Nineteendo · April 21, 2024, 1:26pm

I think it would be annoying if only dicts were supported, as you would need dummy values to remove a set of keys:

dct = {"a": 1, "b": 2, "c": 3}
dct -= {"a": None, "b": None}
print(dct)  # {"c": 3}

And as we don’t need values to begin with (unlike __or__), I would focus on subtracting setlikes / iterables.

franklinvp · April 21, 2024, 1:28pm

Try next composition of dict.

Rosuav · April 21, 2024, 1:33pm

No, but we DO need to know what has been done and why. Sometimes the result will be a decision to do something different, but even then, the decision is made in the light of the way other languages have tackled the same problem. PEP 308 is a great example of that.

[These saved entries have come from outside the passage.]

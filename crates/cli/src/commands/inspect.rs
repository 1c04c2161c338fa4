use anyhow::{bail, Context, Result};
use ligo_sim::simulation::{LigoConfig, CONFIG_METADATA_KEY};
use ligo_sim::storage::RepertoireStore;

use crate::args::InspectArgs;

pub fn show_store(args: &InspectArgs) -> Result<()> {
    if !args.store.exists() {
        bail!("Repertoire store {} does not exist", args.store.display());
    }
    let store = RepertoireStore::open(&args.store).context("Failed to open repertoire store")?;
    let stats = store.stats().context("Failed to read store statistics")?;

    println!("\n📊 Repertoire Store");
    println!("{}", "=".repeat(50));
    println!("Path: {}", args.store.display());
    println!("Repertoires: {}", stats.repertoires);
    println!("Sequences: {}", stats.sequences);

    let repertoires = store.repertoires().context("Failed to list repertoires")?;
    if repertoires.is_empty() {
        println!("No repertoires stored.");
    } else {
        println!("\n📁 Repertoires:");
        for repertoire in &repertoires {
            let labels: Vec<String> = repertoire
                .metadata
                .labels
                .iter()
                .map(|(label, value)| format!("{label}={value}"))
                .collect();
            println!(
                "  • {} [{}]: {} sequences, {}",
                repertoire.identifier,
                repertoire.metadata.item_name,
                repertoire.element_count,
                labels.join(", ")
            );
        }
    }

    if args.config {
        match store.metadata(CONFIG_METADATA_KEY).context("Failed to read store metadata")? {
            Some(json) => {
                let config = LigoConfig::from_json(&json).context("Stored configuration is invalid")?;
                println!("\nConfiguration:");
                println!("{}", config.to_json()?);
            }
            None => println!("\nNo configuration recorded in this store."),
        }
    }

    store.close().context("Failed to close repertoire store")?;
    Ok(())
}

And when you have multiple languages that do nearly the same thing but with different meanings, it gets extremely confusing to try to explain. Remember, not everyone writes Python code and absolutely nothing else. (I won’t say anything about how many Python programmers also use other languages because I’ve no idea, beyond that it’s a non-zero percentage.) Doing something the same way has some benefit directly; knowing what others have done has huge benefit.

elis.byberi · April 21, 2024, 1:43pm

That’s not true, and please try to stay on topic. If you think it is true, please open a thread in the Help section.

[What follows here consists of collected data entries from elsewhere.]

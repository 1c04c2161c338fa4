//! Simulation configuration, strategies and the drivers running them.
//!
//! - `configs`: the user-facing configuration and its validation
//! - `strategy`: rejection sampling and implanting
//! - `pgen`: generation probability bins
//! - `implanter`: the per-item driver
//! - `paired`: combining chains into receptors
//! - `engine`: runs all items of a configuration

pub mod configs;
pub mod engine;
pub mod implanter;
pub mod paired;
pub mod pgen;
pub mod strategy;

pub use configs::{
    LigoConfig, SignalConfig, SignalTarget, SimConfig, SimConfigItem, SimulationParams,
};
pub use engine::{Simulation, SimulationOutput, CONFIG_METADATA_KEY};
pub use implanter::{batch_seed, LigoImplanter, Phase};
pub use paired::pair_sequences;
pub use pgen::{PgenBins, PgenQuotas};
pub use strategy::{
    filter_out_illegal_sequences, Implanting, RejectionSampling, SimulationStrategy,
    SimulationStrategyKind, StrategyContext,
};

If I were to say that the difference of two unequal dicts is an empty dict, it wouldn’t make sense. You should either find another operator or think about a method instead.

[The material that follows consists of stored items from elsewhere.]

/// One group of simulated examples sharing a generative model and signals.
#[derive(Debug, Clone, PartialEq, Serialize, Deserialize)]
pub struct SimConfigItem {
    pub name: String,
    pub generative_model: GenerativeModelConfig,
    #[serde(default = "default_number_of_examples")]
    pub number_of_examples: usize,
    /// Sequences per repertoire; ignored for sequence datasets.
    #[serde(default)]
    pub receptors_in_repertoire_count: usize,
    /// Signal key (`s1` or composite `s1__s2`) to target.
    #[serde(default)]
    pub signals: BTreeMap<String, SignalTarget>,
    /// Events recorded as extra repertoire labels.
    #[serde(default)]
    pub immune_events: BTreeMap<String, bool>,
    #[serde(default)]
    pub is_noise: bool,
    #[serde(default)]
    pub seed: u64,
}

fn default_number_of_examples() -> usize {
    1
}

impl SimConfigItem {
    pub fn new(name: impl Into<String>, generative_model: GenerativeModelConfig) -> Self {
        Self {
            name: name.into(),
            generative_model,
            number_of_examples: 1,
            receptors_in_repertoire_count: 0,
            signals: BTreeMap::new(),
            immune_events: BTreeMap::new(),
            is_noise: false,
            seed: 0,
        }
    }

    pub fn with_examples(mut self, number_of_examples: usize) -> Self {
        self.number_of_examples = number_of_examples;
        self
    }

    pub fn with_repertoire_size(mut self, receptors: usize) -> Self {
        self.receptors_in_repertoire_count = receptors;
        self
    }

    pub fn with_signal(mut self, key: impl Into<String>, target: SignalTarget) -> Self {
        self.signals.insert(key.into(), target);
        self
    }

    pub fn with_seed(mut self, seed: u64) -> Self {
        self.seed = seed;
        self
    }

    pub fn as_noise(mut self) -> Self {
        self.is_noise = true;
        self
    }

    /// Every signal id used by this item, composite keys split up.
    pub fn signal_ids(&self) -> BTreeSet<String> {
        self.signals
            .keys()
            .flat_map(|key| key.split(SIGNAL_KEY_SEPARATOR))
            .filter(|id| !id.is_empty())
            .map(str::to_string)
            .collect()
    }

    /// Sequences making up one unit: the whole dataset, or one repertoire.
    pub fn unit_size(&self, is_repertoire: bool) -> usize {
        if is_repertoire {
            self.receptors_in_repertoire_count
        } else {
            self.number_of_examples
        }
    }

    /// Per-key sequence counts for one unit, including the no-signal
    /// remainder.
    pub fn unit_targets(&self, is_repertoire: bool) -> Result<BTreeMap<String, usize>, ConfigError> {
        let total = self.unit_size(is_repertoire);
        let mut targets = BTreeMap::new();
        for (key, target) in &self.signals {
            let count = target.resolve(total);
            if count > 0 {
                *targets.entry(normalize_signal_key(key)).or_insert(0) += count;
            }
        }

        let requested: usize = targets.values().sum();
        if requested > total {
            return Err(ConfigError::TargetsExceedTotal {
                item: self.name.clone(),
                requested,
                total,
            });
        }
        if requested < total {
            targets.insert(NO_SIGNAL.to_string(), total - requested);
        }
        Ok(targets)
    }
}

/// Definition of one simulation.
#[derive(Debug, Clone, PartialEq, Serialize, Deserialize)]
pub struct SimConfig {
    pub sim_items: Vec<SimConfigItem>,
    #[serde(default)]
    pub is_repertoire: bool,
    /// Item name pairs whose sequences are combined into receptors.
    #[serde(default)]
    pub paired: Vec<(String, String)>,
    #[serde(default)]
    pub sequence_type: SequenceType,
    #[serde(default)]
    pub simulation_strategy: SimulationStrategyKind,
    /// Number of log10 p_gen bins; 0 disables binning.
    #[serde(default)]
    pub p_gen_bin_count: usize,
    #[serde(default)]
    pub keep_p_gen_dist: bool,
    #[serde(default = "default_true")]
    pub remove_seqs_with_signals: bool,
    #[serde(default = "default_scaling_factor")]
    pub implanting_scaling_factor: f64,
}

fn default_true() -> bool {
    true
}

fn default_scaling_factor() -> f64 {
    DEFAULT_IMPLANTING_SCALING_FACTOR
}

impl SimConfig {
    pub fn new(sim_items: Vec<SimConfigItem>) -> Self {
        Self {
            sim_items,
            is_repertoire: false,
            paired: Vec::new(),
            sequence_type: SequenceType::AminoAcid,
            simulation_strategy: SimulationStrategyKind::default(),
            p_gen_bin_count: 0,
            keep_p_gen_dist: false,
            remove_seqs_with_signals: true,
            implanting_scaling_factor: DEFAULT_IMPLANTING_SCALING_FACTOR,
        }
    }

    pub fn item(&self, name: &str) -> Option<&SimConfigItem> {
        self.sim_items.iter().find(|i| i.name == name)
    }

    /// Signal ids used by any item, in sorted order.
    pub fn signal_ids(&self) -> Vec<String> {
        self.sim_items
            .iter()
            .flat_map(SimConfigItem::signal_ids)
            .collect::<BTreeSet<_>>()
            .into_iter()
            .collect()
    }

    /// Check the simulation against the declared signals.
    pub fn validate(&self, signals: &[Signal]) -> Result<(), ConfigError> {
        if self.sim_items.is_empty() {
            return Err(ConfigError::Invalid("simulation has no sim_items".into()));
        }
        if !(self.implanting_scaling_factor.is_finite() && self.implanting_scaling_factor > 0.0) {
            return Err(ConfigError::Invalid(format!(
                "implanting_scaling_factor must be positive, got {}",
                self.implanting_scaling_factor
            )));
        }

        let mut names = BTreeSet::new();
        for item in &self.sim_items {
            if !names.insert(item.name.as_str()) {
                return Err(ConfigError::Invalid(format!("duplicate sim item name '{}'", item.name)));
            }
            self.validate_item(item, signals)?;
        }

        for (first, second) in &self.paired {
            self.validate_pair(first, second)?;
        }

        if self.keep_p_gen_dist && self.p_gen_bin_count == 0 {
            log::warn!("keep_p_gen_dist is set but p_gen_bin_count is 0, the p_gen distribution will not be kept");
        }
        Ok(())
    }

    fn validate_item(&self, item: &SimConfigItem, signals: &[Signal]) -> Result<(), ConfigError> {
        if item.number_of_examples == 0 {
            return Err(ConfigError::Invalid(format!(
                "item '{}': number_of_examples must be positive",
                item.name
            )));
        }
        if self.is_repertoire && item.receptors_in_repertoire_count == 0 {
            return Err(ConfigError::Invalid(format!(
                "item '{}': receptors_in_repertoire_count must be positive for repertoire simulations",
                item.name
            )));
        }

        for (key, target) in &item.signals {
            if let SignalTarget::Rate(rate) = target {
                if !(0.0..=1.0).contains(rate) {
                    return Err(ConfigError::Invalid(format!(
                        "item '{}': rate {rate} for '{key}' is outside [0, 1]",
                        item.name
                    )));
                }
            }
            let parts: Vec<&str> = key.split(SIGNAL_KEY_SEPARATOR).collect();
            if parts.len() > 1 && self.simulation_strategy == SimulationStrategyKind::Implanting {
                return Err(ConfigError::Invalid(format!(
                    "item '{}': composite signal key '{key}' needs the RejectionSampling strategy",
                    item.name
                )));
            }
            for part in parts {
                if !signals.iter().any(|s| s.id == part) {
                    return Err(ConfigError::UnknownSignal {
                        item: item.name.clone(),
                        signal: part.to_string(),
                    });
                }
            }
        }

        let distinct: BTreeSet<String> = item.signals.keys().map(|k| normalize_signal_key(k)).collect();
        if distinct.len() != item.signals.len() {
            return Err(ConfigError::Invalid(format!(
                "item '{}': signal keys name the same combination twice",
                item.name
            )));
        }

        item.unit_targets(self.is_repertoire).map(|_| ())
    }

    fn validate_pair(&self, first: &str, second: &str) -> Result<(), ConfigError> {
        if self.is_repertoire {
            return Err(ConfigError::Invalid(
                "paired chains are only supported when simulating sequences".into(),
            ));
        }
        let (Some(a), Some(b)) = (self.item(first), self.item(second)) else {
            return Err(ConfigError::Invalid(format!(
                "paired items '{first}' and '{second}' must both be defined"
            )));
        };
        if a.number_of_examples != b.number_of_examples {
            return Err(ConfigError::Invalid(format!(
                "paired items '{first}' and '{second}' produce different numbers of sequences ({} vs {})",
                a.number_of_examples, b.number_of_examples
            )));
        }
        Ok(())
    }
}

I always check if two given dicts are equal because key values matter. If they are not equal, I have a homemade function to show their differences (including value conflicts). This is used only during testing. Please stop thinking of dicts as merely sets of keys; they are more than that.

Nineteendo · April 21, 2024, 1:46pm

As all the examples of other languages so far support keys, I would start with that.
The only advantage of allowing dicts is that dct1 - dct2 is 7 characters shorter than dct1 - dct2.keys() which isn’t sufficient to justify the confusing behaviour.

tjreedy · April 21, 2024, 10:58pm

Some of the supposed use cases involve d1.update(d2) but with the priority shifted from dict2 to dict1. Hence, d1.update(d2-d1) to remove duplicates before the update. It seems to me that this should be better handled with a new keep='new' parameter passed as keep='old' for the alternate behavior. This avoid creating an temporary dict. To not do inplace, `d3 = d1.copy().update(d2, keep=‘old’).

blhsing · October 18, 2024, 3:42am

I don’t see how you can possibly get O(1) if the iterable is a set or a dict. Can you please elaborate? I’m pretty sure the time complexity would be O(min(len(dict), len(set))) in that case.

I think allowing dict - iterable makes a lot of sense, or make it a dict.exclude(iterable) method.

jamestwebber · October 18, 2024, 3:56am

I think you misunderstood what Paul was saying. It was probably more obvious as part of the conversation when it actually happened, 6 months ago.

The point is that key in iterable is O(n). If dict - iterable were a valid operation, it would be tempting to use it, leading to an O(n^2) performance trap as Python iterated over each key in the dictionary and checked for its presence.

blhsing · October 18, 2024, 4:07am

I don’t think misunderstand what Paul was saying. Paul was implying that to perform dict - iterable one would have to iterate over the dict to perform an O(n) lookup on the iterable, resulting in O(n ^ 2), when in fact the iterable can be iterated over to perform O(1) lookups on the dict for each item, resulting in O(len(iterable)), which isn’t much worse than O(min(len(dict), len(set))) when right operand is set-like.

But I now see that Alice already responded to Paul with what I wanted to say, so my apologies for repeating what was already said.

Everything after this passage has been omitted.